Breanna Boyd

Personal information
- Date of birth: 10 June 1981 (age 44)
- Place of birth: Edmonton, Alberta, Canada
- Height: 1.72 m (5 ft 8 in)
- Position: Defender

Youth career
- Foothills Panthers

College career
- Years: Team / Apps / (Gls)
- 1999–2002: Nebraska Cornhuskers / 93 / (12)

Senior career*
- Years: Team / Apps / (Gls)
- 2003: Carolina Courage / 16 / (0)

International career
- 2000–2003: Canada / 43 / (2)

= Breanna Boyd =

Retired Canadian soccer player

Breanna Boyd (born 10 June 1981) is a retired Canadian soccer player who played for Carolina Courage and the Canadian women's soccer team.
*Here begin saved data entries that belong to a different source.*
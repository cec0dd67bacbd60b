pub mod audit_log;
pub mod audit_pipeline;
pub mod audit_store;
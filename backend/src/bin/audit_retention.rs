use adminbe_backend::{
    config::Config,
    db::connection::create_pool,
    services::audit_log::{AuditLogRetentionPolicy, AuditLogService},
};
use chrono::Utc;
use tracing_subscriber::{layer::SubscriberExt, util::SubscriberInitExt};

#[tokio::main]
async fn main() -> anyhow::Result<()> {
    tracing_subscriber::registry()
        .with(
            tracing_subscriber::EnvFilter::try_from_default_env()
                .unwrap_or_else(|_| "adminbe_backend=info,audit_retention=info".into()),
        )
        .with(tracing_subscriber::fmt::layer())
        .init();

    let config = Config::load()?;
    let policy = AuditLogRetentionPolicy::from_config(&config);
    if policy == AuditLogRetentionPolicy::Forever {
        tracing::info!("Audit log retention is set to forever, nothing to delete");
        return Ok(());
    }

    let pool = create_pool(&config.database_url, config.database_max_connections).await?;
    sqlx::migrate!("./migrations").run(&pool).await?;

    let service = AuditLogService::new(pool.clone());
    let deleted = service.apply_retention(policy, Utc::now()).await?;
    if deleted > 0 {
        tracing::info!(
            deleted,
            retention_days = config.audit_log_retention_days,
            "Deleted expired audit logs"
        );
    }

    sqlx::query("VACUUM (ANALYZE) audit_logs")
        .execute(&pool)
        .await?;

    Ok(())
}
== Early life and education ==
Boyd was born in Edmonton on 10 June 1981. She comes from a family of athletes: Barry and Carol competed for the Canadian National Track and Field Team; her stepfather, Tony Meibock, competed as a Canadian speed skater in the 1992 Winter Olympics; and her grandfather was English decathlete Geoff Elliott. She and her two siblings were raised in Calgary.

Boyd attended Sir Winston Churchill High School, which did not have a soccer team; however, Boyd played for the school's volleyball and field hockey teams. She also played for the Foothills Panthers soccer club, as well as the Alberta Provincial Team, where she received national titles three years in a row.

In 2006, she graduated from the University of Nebraska–Lincoln, where she studied biological sciences.

== Career ==

=== University ===
Boyd played for the University of Nebraska–Lincoln's soccer team from 1999 to 2002.

=== Professional ===
In 2003, Boyd was drafted in the first round by the Carolina Courage, a Women's United Soccer Association's team.

=== International ===
From 1998 to 2001, Body was a member of the Canadian Under-21 National Team. In 1999, she played at the XIII Pan American Games Winnipeg, where she finished fourth.

In 2000, she was selected for the Canadian women's soccer team, playing until 2003. In 2000, the placed fourth at the 2000 CONCACAF Women's Gold Cup, then came in second two years later. Boyd was chosen to represent Canada at the 2003 FIFA Women's World Cup, though she couldn't participate due to ongoing effects from a concussion.